Mann, like the iconic poet he references in his title piece, impresses with his subtle yet confident use of formal structures like sonnets, sestinas, and pantoums. Also like the late Thom Gunn, Mann brings gravitas and pathos to the sometimes mundane-seeming aspects gay life—late-night walks through the Castro, reminiscing about former lovers, and darker subjects like drug addiction, illness, and death.
Ever the aesthete, Mann also brings wry wit to this collection, as in “The Rape of Ganymede”: by focusing on Rembrandt’s snarky, infantilized painting of Zeus’s boy-toy, Mann is able to put some bite back into what’s otherwise become a toothless homoerotic trope for poets and painters alike.
“Song,” a rumination on nightlife in the Castro, is emblematic of Mann’s style. Its graceful use of slant rhyme and neat quatrains brings Emily Dickinson to mind, but only for a second. The locations—18th and Castro Steets, the Midnight Sun—locate the reader squarely into the here and now, as do the topics—crystal meth addiction, dishing, casual sex.
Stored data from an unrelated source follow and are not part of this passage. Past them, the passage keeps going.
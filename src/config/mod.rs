//! Configuration loading.

mod settings;

pub use settings::{
    expand_env_vars, ModelSettings, SegmentationSettings, Settings, SettingsError, WorkerSettings,
};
The language is precise, clever, and unflinching:
These queens arrive, all prim,
and talk about antiques
and art, boring stuff.
But when they snort the best
crystal money can buy?
They beg to sit on my fist.
These poems are not for the faint of heart, even if their dark topics seem burnished by their careful formalism. “The Mortician in San Francisco,” for instance, imagines what the gay mortician assigned to prepare the body of Harvey Milk’s assassin, Dan White, might say. Writing a poem on this topic may seem like a feat in itself, but Mann sets himself the perverse challenge of fitting this soliloquy into a sestina, that most mathematical of old forms in which the same six end-words of each six-line stanza must be repeated, again and again, in a tangle of predetermined patterns, over the course of 36 lines. In the hands of a lesser poet, you get a hot mess or at best an acrobatic trick, but in the hands of a master craftsman like Mann, you end up with epiphany. Mann wisely stacks the deck in his favor by choosing six words that sound like a poem in themselves: queer, hands, White, Milk, years, shot.
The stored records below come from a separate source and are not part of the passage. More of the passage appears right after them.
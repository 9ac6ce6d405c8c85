//! Static pattern tables for column-role detection.
//!
//! Data only - the matching engine lives in [`super::detect`]. Tables are
//! ordered: earlier tiers and earlier patterns within a tier win first.
//! All patterns are stored lowercase; matching lowercases the column
//! name once.

/// One detection tier: an ordered pattern list and the confidence a
/// match at this tier earns.
#[derive(Debug, Clone, Copy)]
pub struct PatternTier {
    pub patterns: &'static [&'static str],
    pub confidence: f64,
}

/// Pre-computed RFM feature names. A column whose lowercased name equals
/// or contains one of these is treated as that feature.
pub static PRECOMPUTED_RFM: &[&str] = &["recency", "frequency", "monetary"];

/// Customer-id tiers: explicit customer terms first, then user/member
/// terms. The generic customer-word + id-suffix combination is a third
/// tier expressed by [`CUSTOMER_WORDS`] and [`ID_SUFFIXES`].
pub static CUSTOMER_ID_TIERS: &[PatternTier] = &[
    PatternTier {
        patterns: &[
            "customer_id", "customerid", "cust_id", "custid", "客户id", "客户编号", "顾客id",
        ],
        confidence: 1.0,
    },
    PatternTier {
        patterns: &[
            "user_id", "userid", "member_id", "memberid", "用户id", "会员id", "买家id",
        ],
        confidence: 0.8,
    },
];

/// Customer-like words for the generic tier.
pub static CUSTOMER_WORDS: &[&str] = &[
    "customer", "cust", "user", "member", "buyer", "client", "客户", "用户", "会员", "买家",
    "顾客",
];

/// Id-like suffixes for the generic tier.
pub static ID_SUFFIXES: &[&str] = &["id", "编号", "code", "no"];

/// Order-id tiers: explicit order terms, then transaction/invoice terms.
pub static ORDER_ID_TIERS: &[PatternTier] = &[
    PatternTier {
        patterns: &[
            "order_id", "orderid", "order_no", "orderno", "订单id", "订单编号", "订单号",
        ],
        confidence: 1.0,
    },
    PatternTier {
        patterns: &[
            "transaction_id", "trans_id", "invoice_id", "invoice_no", "交易id", "流水号", "单号",
        ],
        confidence: 0.8,
    },
];

/// Time-like name fragments. Shared between order-date detection and the
/// date/time exclusion applied to amount candidates.
pub static TIME_PATTERNS: &[&str] = &[
    "date", "time", "datetime", "timestamp", "日期", "时间", "年月", "月份",
];

/// Order-date tiers: explicit order/purchase timestamps first, then any
/// time-like column via the shared [`TIME_PATTERNS`] list.
pub static ORDER_DATE_TIERS: &[PatternTier] = &[
    PatternTier {
        patterns: &[
            "order_date", "order_time", "orderdate", "ordertime", "create_time", "created_at",
            "下单时间", "订单日期", "购买时间", "交易时间", "创建时间",
        ],
        confidence: 1.0,
    },
    PatternTier {
        patterns: TIME_PATTERNS,
        confidence: 0.8,
    },
];

/// Precise monetary terms, matched by equality. A hit here
/// short-circuits with confidence 1.0.
pub static AMOUNT_EXACT_PATTERNS: &[&str] = &[
    "amount",
    "total_amount",
    "order_amount",
    "pay_amount",
    "payment_amount",
    "total_price",
    "金额",
    "订单金额",
    "支付金额",
    "消费金额",
    "交易金额",
    "成交额",
];

/// Fuzzy monetary fragments, matched by containment and filtered by the
/// exclusion lists below. A surviving hit earns confidence 0.8.
pub static AMOUNT_FUZZY_PATTERNS: &[&str] = &[
    "amount", "price", "total", "fee", "cost", "pay", "金额", "价格", "费用", "总额",
];

/// Suffixes that disqualify a fuzzy amount candidate (id/serial-like).
pub static AMOUNT_EXCLUDE_SUFFIXES: &[&str] = &["id", "_no", "_num", "code"];

/// Fragments that disqualify a fuzzy amount candidate (method/type-like,
/// status-like, serial-like). Date/time-like names are excluded via the
/// shared [`TIME_PATTERNS`].
pub static AMOUNT_EXCLUDE_FRAGMENTS: &[&str] = &[
    "method", "type", "status", "state", "方式", "类型", "状态", "编号", "序号",
];
//! Cohort CLI - offline query classification and SQL generation
//!
//! Usage:
//!   cohort classify "按照地区统计销售额" [--industry ecommerce]
//!   cohort compile skill.json [--digest]
//!   cohort rfm-sql --table orders --columns customer_id,order_date,amount
//!
//! Examples:
//!   cohort classify "top 10 customers by revenue" --output json
//!   cohort rfm-sql --table orders --columns customer_id,order_id,order_date,amount

use clap::{Parser, Subcommand, ValueEnum};
use cohort::config::Settings;
use cohort::digest::{render_digest, SkillConfig};
use cohort::rfm::{
    detect_rfm_columns, generate_customer_count_sql, generate_rfm_sql, validate_rfm_columns,
    TableSchema,
};
use cohort::routing::classify_by_keywords;
use cohort::sql::{compile_filter, compile_metrics};
use chrono::NaiveDate;
use std::fs;
use std::path::PathBuf;
use std::process::ExitCode;

#[derive(Parser)]
#[command(name = "cohort")]
#[command(about = "Cohort - query-intent compiler and RFM segmentation engine")]
#[command(version)]
struct Cli {
    #[command(subcommand)]
    command: Commands,
}

#[derive(Subcommand)]
enum Commands {
    /// Classify a natural-language analytics question
    Classify {
        /// The question to classify
        query: String,

        /// Industry whose domain terms should be preferred
        #[arg(short, long)]
        industry: Option<String>,

        /// Output format
        #[arg(short, long, default_value = "text")]
        output: OutputFormat,
    },

    /// Compile a skill configuration (JSON) to SQL fragments
    Compile {
        /// Path to the skill configuration JSON file
        file: PathBuf,

        /// Render the prompt digest instead of SQL
        #[arg(long)]
        digest: bool,
    },

    /// Detect RFM column roles and generate the feature query
    RfmSql {
        /// Table name
        #[arg(short, long)]
        table: String,

        /// Comma-separated column names
        #[arg(short, long)]
        columns: String,

        /// Random-sample cap override
        #[arg(long)]
        sample_size: Option<usize>,

        /// Recency baseline date (YYYY-MM-DD)
        #[arg(long)]
        baseline_date: Option<NaiveDate>,
    },
}

#[derive(Clone, ValueEnum)]
enum OutputFormat {
    Text,
    Json,
}

fn main() -> ExitCode {
    tracing_subscriber::fmt()
        .with_env_filter(tracing_subscriber::EnvFilter::from_default_env())
        .with_writer(std::io::stderr)
        .init();

    let cli = Cli::parse();
    match run(cli) {
        Ok(()) => ExitCode::SUCCESS,
        Err(message) => {
            eprintln!("error: {}", message);
            ExitCode::FAILURE
        }
    }
}

fn run(cli: Cli) -> Result<(), String> {
    match cli.command {
        Commands::Classify {
            query,
            industry,
            output,
        } => classify(&query, industry.as_deref(), output),
        Commands::Compile { file, digest } => compile(&file, digest),
        Commands::RfmSql {
            table,
            columns,
            sample_size,
            baseline_date,
        } => rfm_sql(&table, &columns, sample_size, baseline_date),
    }
}

fn classify(query: &str, industry: Option<&str>, output: OutputFormat) -> Result<(), String> {
    let result = classify_by_keywords(query, industry);
    match output {
        OutputFormat::Json => {
            let json = serde_json::to_string_pretty(&result).map_err(|e| e.to_string())?;
            println!("{}", json);
        }
        OutputFormat::Text => {
            println!("type:       {}", result.query_type.as_str());
            println!("confidence: {:.2}", result.confidence);
            if let Some(n) = result.top_n {
                println!("top n:      {}", n);
            }
            if !result.matched_keywords.is_empty() {
                println!("keywords:   {}", result.matched_keywords.join(", "));
            }
        }
    }
    Ok(())
}

fn compile(file: &PathBuf, digest: bool) -> Result<(), String> {
    let content = fs::read_to_string(file).map_err(|e| format!("{}: {}", file.display(), e))?;
    let config: SkillConfig =
        serde_json::from_str(&content).map_err(|e| format!("invalid skill config: {}", e))?;

    if digest {
        let settings = Settings::load().map_err(|e| e.to_string())?;
        println!("{}", render_digest(&config, &settings.digest));
        return Ok(());
    }

    for filter in &config.filters {
        let sql = compile_filter(filter).map_err(|e| e.to_string())?;
        println!("filter: {}", sql);
    }
    for compiled in compile_metrics(&config.metrics, None).map_err(|e| e.to_string())? {
        println!("metric: {}", compiled.sql);
    }
    Ok(())
}

fn rfm_sql(
    table: &str,
    columns: &str,
    sample_size: Option<usize>,
    baseline_date: Option<NaiveDate>,
) -> Result<(), String> {
    let names: Vec<&str> = columns
        .split(',')
        .map(str::trim)
        .filter(|c| !c.is_empty())
        .collect();
    let schema = TableSchema::new(table, &names);

    let detected = detect_rfm_columns(&schema);
    validate_rfm_columns(&detected).map_err(|e| e.to_string())?;

    let detection = serde_json::to_string_pretty(&detected).map_err(|e| e.to_string())?;
    println!("-- detection: {}", detection.replace('\n', "\n-- "));

    let count_sql = generate_customer_count_sql(table, &detected).map_err(|e| e.to_string())?;
    println!("-- customer count query:\n{};\n", count_sql);

    let query = generate_rfm_sql(table, &detected, sample_size, baseline_date)
        .map_err(|e| e.to_string())?;
    println!("-- rfm feature query (precomputed: {}):", query.is_precomputed);
    println!("{};", query.sql);
    Ok(())
}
When Mann wants a breather from dark topics and meticulous forms, he turns to everyday subjects like riding a San Francisco streetcar in the rain. But then he titles the poem “Ruin,” and on closer inspection, you realize that you’re reading a sonnet, in which all the lines are rhymes or off-rhymes of the words “rain” and “ruin”:
(My stop. I’ll brush against a dozen men
before I disembark into the rain
an older, rumpled man. If life is ruin,
then let it burn like Rome, like Dante’s rain.)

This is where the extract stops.